Bond prices rose on the ADP news and again when service-sector data from the Institute for Supply Management showed employment in that part of the economy grew at its lowest rate in nearly a year in May.
(Read More: US Employers Pay Less in Q1, but Get More Work)
Major stock index retreated more than 1 percent on Wall Street, giving investors further incentive to buy safe-haven U.S. debt.
"The general theme is weakness across everything, with the exception of mild strength in Treasurys," said Matthew Duch, portfolio manager at Calvert Investment Management Inc in Bethesda, Maryland. "You've got to find stabilization somewhere," he said.
But until Friday's release of nonfarm payrolls figures by the U.S. Labor Department, Duch added, that stability will be hard to find.

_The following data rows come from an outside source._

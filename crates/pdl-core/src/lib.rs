pub mod config;
pub mod logging;

pub mod control;
pub mod library;
pub mod runner;
pub mod store;
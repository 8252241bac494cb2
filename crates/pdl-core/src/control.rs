//! Run control over IPC: commands a client (e.g. `pdl suspend`) sends to a live `pdl run`.
//!
//! Protocol: one line per command, `suspend`, `resume` or `cancel`.

use std::fmt;
use std::path::PathBuf;

use crate::runner::RunControl;

/// A control request for the run in progress.
#[derive(Debug, Clone, Copy, PartialEq, Eq)]
pub enum ControlCommand {
    Suspend,
    Resume,
    Cancel,
}

impl ControlCommand {
    pub fn as_str(self) -> &'static str {
        match self {
            ControlCommand::Suspend => "suspend",
            ControlCommand::Resume => "resume",
            ControlCommand::Cancel => "cancel",
        }
    }

    /// Parse one protocol line. Surrounding whitespace is ignored; anything else is `None`.
    pub fn parse_line(line: &str) -> Option<Self> {
        match line.trim() {
            "suspend" => Some(ControlCommand::Suspend),
            "resume" => Some(ControlCommand::Resume),
            "cancel" => Some(ControlCommand::Cancel),
            _ => None,
        }
    }

    /// Apply the command to a runner's control flags.
    pub fn apply(self, control: &RunControl) {
        match self {
            ControlCommand::Suspend => control.suspend(),
            ControlCommand::Resume => control.resume(),
            ControlCommand::Cancel => control.cancel_all(),
        }
    }
}

impl fmt::Display for ControlCommand {
    fn fmt(&self, f: &mut fmt::Formatter<'_>) -> fmt::Result {
        f.write_str(self.as_str())
    }
}

/// Default path for the control socket (same XDG state dir as the DB).
pub fn default_control_socket_path() -> std::io::Result<PathBuf> {
    let dir = xdg::BaseDirectories::with_prefix("pdl")?
        .get_state_home()
        .join("pdl");
    Ok(dir.join("control.sock"))
}

#[cfg(test)]
mod tests {
    use super::*;

    #[test]
    fn parse_known_lines() {
        assert_eq!(ControlCommand::parse_line("suspend"), Some(ControlCommand::Suspend));
        assert_eq!(ControlCommand::parse_line("  resume\n"), Some(ControlCommand::Resume));
        assert_eq!(ControlCommand::parse_line("cancel"), Some(ControlCommand::Cancel));
    }

    #[test]
    fn parse_rejects_other_lines() {
        assert_eq!(ControlCommand::parse_line("pause 3"), None);
        assert_eq!(ControlCommand::parse_line(""), None);
        assert_eq!(ControlCommand::parse_line("SUSPEND"), None);
    }

    #[test]
    fn apply_toggles_flags() {
        let control = RunControl::new();
        ControlCommand::Suspend.apply(&control);
        assert!(control.is_suspended());
        ControlCommand::Resume.apply(&control);
        assert!(!control.is_suspended());
        ControlCommand::Cancel.apply(&control);
        assert!(control.is_cancelled());
    }

    #[test]
    fn line_roundtrip() {
        for cmd in [ControlCommand::Suspend, ControlCommand::Resume, ControlCommand::Cancel] {
            assert_eq!(ControlCommand::parse_line(&cmd.to_string()), Some(cmd));
        }
    }
}
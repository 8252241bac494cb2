//! Asset CRUD on `AssetStore`, split into read and write halves.

mod read;
mod write;
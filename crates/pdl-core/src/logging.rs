//! Logging init: file under XDG state dir, or graceful fallback to stderr.

use anyhow::Result;
use std::fs;
use std::io;
use std::path::PathBuf;
use tracing_subscriber::fmt::writer::BoxMakeWriter;
use tracing_subscriber::fmt::MakeWriter;
use tracing_subscriber::EnvFilter;

const DEFAULT_FILTER: &str = "info,pdl=debug,pdl_core=debug";

/// Writer that is either the log file or stderr (used when the file clone fails).
enum FileOrStderr {
    File(fs::File),
    Stderr,
}

impl io::Write for FileOrStderr {
    fn write(&mut self, buf: &[u8]) -> io::Result<usize> {
        match self {
            FileOrStderr::File(f) => f.write(buf),
            FileOrStderr::Stderr => io::stderr().lock().write(buf),
        }
    }

    fn flush(&mut self) -> io::Result<()> {
        match self {
            FileOrStderr::File(f) => f.flush(),
            FileOrStderr::Stderr => io::stderr().lock().flush(),
        }
    }
}

struct FileMakeWriter(fs::File);

impl<'a> MakeWriter<'a> for FileMakeWriter {
    type Writer = FileOrStderr;

    fn make_writer(&'a self) -> Self::Writer {
        self.0
            .try_clone()
            .map(FileOrStderr::File)
            .unwrap_or(FileOrStderr::Stderr)
    }
}

fn env_filter() -> EnvFilter {
    EnvFilter::try_from_default_env().unwrap_or_else(|_| EnvFilter::new(DEFAULT_FILTER))
}

/// Path of the log file: `~/.local/state/pdl/pdl.log`.
pub fn log_file_path() -> Result<PathBuf> {
    let xdg_dirs = xdg::BaseDirectories::with_prefix("pdl")?;
    Ok(xdg_dirs.get_state_home().join("pdl").join("pdl.log"))
}

/// Initialize structured logging to `~/.local/state/pdl/pdl.log`.
/// On failure (e.g. log dir unwritable), returns Err so the caller can fall back to stderr.
pub fn init_logging() -> Result<()> {
    let log_file_path = log_file_path()?;
    if let Some(dir) = log_file_path.parent() {
        fs::create_dir_all(dir)?;
    }

    let file = fs::OpenOptions::new()
        .create(true)
        .append(true)
        .open(&log_file_path)?;

    let writer = BoxMakeWriter::new(FileMakeWriter(file));

    tracing_subscriber::fmt()
        .with_env_filter(env_filter())
        .with_writer(writer)
        .with_ansi(false)
        .try_init()
        .map_err(|e| anyhow::anyhow!("install tracing subscriber: {}", e))?;

    tracing::info!("pdl logging initialized at {}", log_file_path.display());

    Ok(())
}

/// Initialize logging to stderr only. Use when `init_logging()` fails so the CLI doesn't crash.
pub fn init_logging_stderr() {
    let _ = tracing_subscriber::fmt()
        .with_env_filter(env_filter())
        .with_writer(io::stderr)
        .with_ansi(false)
        .try_init();
}
//! `pdl run` – download all pending assets of a library.

use anyhow::{Context, Result};
use chrono::{DateTime, Utc};
use pdl_core::config::PdlConfig;
use pdl_core::control::default_control_socket_path;
use pdl_core::library::{
    plan_run, run_persistence_loop, AssetLibrary, ChannelDelegate, PlanOptions, RunStats,
};
use pdl_core::runner::JobRunner;
use pdl_core::store::AssetStore;
use std::path::PathBuf;
use std::sync::Arc;
use std::time::Instant;

use crate::cli::control_socket;

const PROGRESS_INTERVAL_MS: u64 = 500;

/// Resolved arguments of `pdl run`.
#[derive(Debug, Clone)]
pub struct RunArgs {
    pub library_dir: PathBuf,
    pub dest_dir: PathBuf,
    pub since: Option<DateTime<Utc>>,
    pub jobs: usize,
}

pub async fn run_downloads(store: &AssetStore, cfg: &PdlConfig, args: &RunArgs) -> Result<()> {
    let library = AssetLibrary::open(&args.library_dir)
        .await
        .with_context(|| format!("open library {}", args.library_dir.display()))?;

    let mut opts = PlanOptions::new(&args.dest_dir);
    opts.since = args.since;
    opts.include_hidden = cfg.include_hidden;
    opts.chunk_size = cfg.chunk_size_bytes;
    opts.transfer = cfg.transfer();

    let plan = plan_run(&library, store, &opts).await?;
    if plan.skipped_failed > 0 {
        println!(
            "{} failed asset(s) skipped; run `pdl reset-failed` to retry them.",
            plan.skipped_failed
        );
    }
    if plan.jobs.is_empty() {
        println!(
            "Nothing to download ({} asset(s) already complete).",
            plan.skipped_complete
        );
        return Ok(());
    }

    let (delegate, events_rx) = ChannelDelegate::new();
    let runner = JobRunner::new(args.jobs, Arc::new(delegate))?;
    let control = runner.control();

    let listener = match default_control_socket_path() {
        Ok(path) => match control_socket::spawn_control_listener(control.clone(), &path) {
            Ok(handle) => {
                tracing::debug!(path = %path.display(), "control socket listening");
                Some((handle, path))
            }
            Err(e) => {
                tracing::warn!(path = %path.display(), "control socket unavailable: {:#}", e);
                None
            }
        },
        Err(e) => {
            tracing::warn!("control socket path: {}", e);
            None
        }
    };

    let interrupt = {
        let control = control.clone();
        tokio::spawn(async move {
            if tokio::signal::ctrl_c().await.is_ok() {
                println!();
                println!("Cancelling; waiting for in-flight downloads to stop...");
                control.cancel_all();
            }
        })
    };

    let (stats_tx, mut stats_rx) = tokio::sync::mpsc::channel::<RunStats>(16);
    let persist = tokio::spawn(run_persistence_loop(events_rx, store.clone(), Some(stats_tx)));
    let progress_handle = tokio::spawn(async move {
        let mut last_print: Option<Instant> = None;
        while let Some(stats) = stats_rx.recv().await {
            let now = Instant::now();
            let due = last_print.map_or(true, |t| {
                now.duration_since(t).as_millis() as u64 >= PROGRESS_INTERVAL_MS
            });
            if due || stats.completed >= stats.total {
                println!(
                    "  {} / {} assets ({:.1}%)  {} failed  ",
                    stats.completed,
                    stats.total,
                    stats.fraction() * 100.0,
                    stats.failed
                );
                last_print = Some(now);
            }
        }
    });

    println!(
        "Downloading {} asset(s) with up to {} at a time...",
        plan.jobs.len(),
        runner.concurrency()
    );
    let summary = runner.submit(plan.jobs)?.wait().await?;
    // Dropping the runner closes the event channel so the persistence loop can finish.
    drop(runner);
    let persisted = persist.await.context("persistence task join")?;
    let _ = progress_handle.await;

    interrupt.abort();
    if let Some((handle, path)) = listener {
        handle.abort();
        let _ = std::fs::remove_file(&path);
    }

    if summary.cancelled {
        println!(
            "Cancelled: {} of {} asset(s) processed, {} interrupted, {} not started.",
            summary.completed, summary.total, summary.interrupted, summary.dropped
        );
    } else {
        println!(
            "Done: {} downloaded, {} failed, {} skipped (unknown media type).",
            persisted.completed_assets, persisted.failed_assets, persisted.skipped_assets
        );
    }
    if persisted.failed_assets > 0 {
        println!("Failed assets stay marked; run `pdl reset-failed` and `pdl run` to retry.");
    }
    tracing::info!(
        total = summary.total,
        completed = summary.completed,
        failed = summary.failed,
        cancelled = summary.cancelled,
        "run completed"
    );
    Ok(())
}
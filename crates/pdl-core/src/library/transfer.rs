//! Chunked copy of one asset version into local storage, with progress.

use async_trait::async_trait;
use std::io;
use std::path::{Path, PathBuf};
use tokio::io::{AsyncReadExt, AsyncWriteExt};

use crate::runner::{SubtaskContext, SubtaskOp, TransferError};

/// Temporary file suffix used before the atomic rename.
pub(crate) const TEMP_SUFFIX: &str = ".part";

/// Path for the temp file: appends `.part` to the final path.
fn temp_path(final_path: &Path) -> PathBuf {
    let mut o = final_path.as_os_str().to_owned();
    o.push(TEMP_SUFFIX);
    PathBuf::from(o)
}

/// Copies `source` to `dest` in `chunk_size` pieces, reporting progress after each.
///
/// Writes to `<dest>.part` and renames on success, so `dest` only ever holds a
/// complete file. A missing source is `NoData`; cancellation is checked
/// between chunks.
#[derive(Debug, Clone)]
pub struct CopyTransfer {
    source: Option<PathBuf>,
    dest: PathBuf,
    chunk_size: usize,
}

impl CopyTransfer {
    pub fn new(source: Option<PathBuf>, dest: PathBuf, chunk_size: usize) -> Self {
        Self {
            source,
            dest,
            chunk_size: chunk_size.max(1),
        }
    }

    pub fn dest(&self) -> &Path {
        &self.dest
    }

    async fn copy(&self, source: &Path, ctx: &SubtaskContext) -> Result<(), TransferError> {
        let mut input = match tokio::fs::File::open(source).await {
            Ok(f) => f,
            Err(e) if e.kind() == io::ErrorKind::NotFound => return Err(TransferError::NoData),
            Err(e) => return Err(e.into()),
        };
        let total = input.metadata().await?.len();

        if let Some(parent) = self.dest.parent() {
            tokio::fs::create_dir_all(parent).await?;
        }
        let part = temp_path(&self.dest);
        let result = self.write_part(&mut input, total, &part, ctx).await;
        if result.is_err() {
            if let Err(e) = tokio::fs::remove_file(&part).await {
                if e.kind() != io::ErrorKind::NotFound {
                    tracing::warn!("could not remove {}: {}", part.display(), e);
                }
            }
        }
        result
    }

    /// Copy into `part`, then sync and rename it over `dest`. The caller removes
    /// `part` when this fails.
    async fn write_part(
        &self,
        input: &mut tokio::fs::File,
        total: u64,
        part: &Path,
        ctx: &SubtaskContext,
    ) -> Result<(), TransferError> {
        let mut output = tokio::fs::File::create(part).await?;

        let mut buf = vec![0u8; self.chunk_size];
        let mut copied: u64 = 0;
        loop {
            if ctx.is_cancelled() {
                return Err(TransferError::Cancelled);
            }
            let n = match input.read(&mut buf).await {
                Ok(0) => break,
                Ok(n) => n,
                Err(e) => {
                    let err = TransferError::from(e);
                    ctx.report(fraction(copied, total), Some(err.clone()));
                    return Err(err);
                }
            };
            if let Err(e) = output.write_all(&buf[..n]).await {
                let err = TransferError::from(e);
                ctx.report(fraction(copied, total), Some(err.clone()));
                return Err(err);
            }
            copied += n as u64;
            ctx.report(fraction(copied, total), None);
        }

        if copied == 0 {
            return Err(TransferError::NoData);
        }

        output.flush().await?;
        output.sync_all().await?;
        drop(output);
        tokio::fs::rename(part, &self.dest).await?;
        tracing::debug!(
            asset = ctx.job().asset_id(),
            version = %ctx.subtask().version(),
            bytes = copied,
            "version stored at {}",
            self.dest.display()
        );
        Ok(())
    }
}

fn fraction(done: u64, total: u64) -> f64 {
    if total == 0 {
        return 1.0;
    }
    (done as f64 / total as f64).min(1.0)
}

#[async_trait]
impl SubtaskOp for CopyTransfer {
    async fn run(&self, ctx: SubtaskContext) -> Result<(), TransferError> {
        let Some(source) = self.source.as_deref() else {
            return Err(TransferError::NoData);
        };
        self.copy(source, &ctx).await
    }
}
//! Asset read operations: get and list.

use anyhow::Result;
use sqlx::sqlite::SqliteRow;
use sqlx::Row;

use super::super::db::AssetStore;
use super::super::types::{AssetRecord, SourceKind};
use crate::runner::MediaKind;

fn record_from_row(row: &SqliteRow) -> AssetRecord {
    let kind: String = row.get("media_kind");
    let source: String = row.get("source");
    let failed: i64 = row.get("failed_to_download");
    AssetRecord {
        local_identifier: row.get("local_identifier"),
        media_kind: MediaKind::parse(&kind),
        source: SourceKind::parse(&source),
        creation_date: row.get("creation_date"),
        download_progress: row.get("download_progress"),
        failed_to_download: failed != 0,
        updated_at: row.get("updated_at"),
    }
}

impl AssetStore {
    /// Fetch one asset by local identifier.
    pub async fn get_asset(&self, id: &str) -> Result<Option<AssetRecord>> {
        let row = sqlx::query(
            r#"
            SELECT local_identifier, media_kind, source, creation_date,
                   download_progress, failed_to_download, updated_at
            FROM assets
            WHERE local_identifier = ?1
            "#,
        )
        .bind(id)
        .fetch_optional(&self.pool)
        .await?;
        Ok(row.as_ref().map(record_from_row))
    }

    /// Assets not yet fully downloaded, oldest creation date first (the status view).
    pub async fn list_pending(&self) -> Result<Vec<AssetRecord>> {
        let rows = sqlx::query(
            r#"
            SELECT local_identifier, media_kind, source, creation_date,
                   download_progress, failed_to_download, updated_at
            FROM assets
            WHERE download_progress < 1.0
            ORDER BY creation_date ASC, local_identifier ASC
            "#,
        )
        .fetch_all(&self.pool)
        .await?;
        Ok(rows.iter().map(record_from_row).collect())
    }

    /// Every known asset, oldest creation date first.
    pub async fn list_all(&self) -> Result<Vec<AssetRecord>> {
        let rows = sqlx::query(
            r#"
            SELECT local_identifier, media_kind, source, creation_date,
                   download_progress, failed_to_download, updated_at
            FROM assets
            ORDER BY creation_date ASC, local_identifier ASC
            "#,
        )
        .fetch_all(&self.pool)
        .await?;
        Ok(rows.iter().map(record_from_row).collect())
    }

    /// `(total, complete, failed)` counts for a one-line summary.
    pub async fn counts(&self) -> Result<(i64, i64, i64)> {
        let row = sqlx::query(
            r#"
            SELECT COUNT(*) AS total,
                   COALESCE(SUM(CASE WHEN download_progress >= 1.0 THEN 1 ELSE 0 END), 0) AS complete,
                   COALESCE(SUM(CASE WHEN failed_to_download != 0 THEN 1 ELSE 0 END), 0) AS failed
            FROM assets
            "#,
        )
        .fetch_one(&self.pool)
        .await?;
        Ok((row.get("total"), row.get("complete"), row.get("failed")))
    }
}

(Read More: US Services Sector Growth Beats Estimates in May)
The benchmark 10-year Treasury note traded up 18/32, while its yield eased to 2.088 percent from 2.15 percent late on Tuesday.
Thirty-year bonds were up 1-9/32, their yields easing to 3.244 percent from the 3.32 percent late on Tuesday.
Wednesday's disappointing ADP figure and the subdued ISM index employment reading could keep the U.S. Federal Reserve from withdrawing some of its easing measures just yet. In addition, the Fed's Beige Book showed that, despite economic growth, hiring has remained relatively tepid.
The U.S. central bank is currently buying $85 billion per month in Treasurys and mortgage-backed securities. But with Fed policymakers recently suggesting they could be looking for an exit strategy, investors have been concerned that support for Treasurys could soon wane.
(Read More: Bond Rates May Inch Up: Gundlach)
The data "is not keeping pace with the Fed's hope that they will get unemployment under 6.5 percent anytime soon and has the bears covering Treasury shorts," said Tom di Galoma, head of fixed-income sales at ED&F Man Capital.
Recent days had seen a spike in bond shorts, or bets that Treasury bond prices will fall further, analysts said. Shorts, especially against the 10-year issues, had increased, making it more expensive for traders to borrow Treasurys in the repurchase agreement, or repo, market.
Stock market losses, wider credit spreads and bank purchases of mortgage-backed securities also fed the bid for safe-haven Treasurys, di Galoma said.
Fed policymakers want to see the unemployment rate fall to around 6.5 percent from its current 7.5 percent, with a sustained run of healthy jobs gains. They also want inflation to reach 2 percent; it has been running substantially under that level.
Economists recently polled by Reuters forecast U.S. employers likely added 170,000 jobs in May, while the jobless rate was seen unchanged.
The government's May payrolls report on Friday could show whether job growth is strong enough for the U.S. central bank to consider tapering bond purchases. A particularly strong payrolls number could push benchmark yields higher, but a poor figure could mean a slip in yields, perhaps even below 2 percent.
"Bad news is good news ... because it keeps the Fed accommodative, buying bonds and (keeping) interest rates low," said Tim Ghriskey, chief investment officer of Solaris Group.
The Fed will hold its next policy meeting on June 18-19.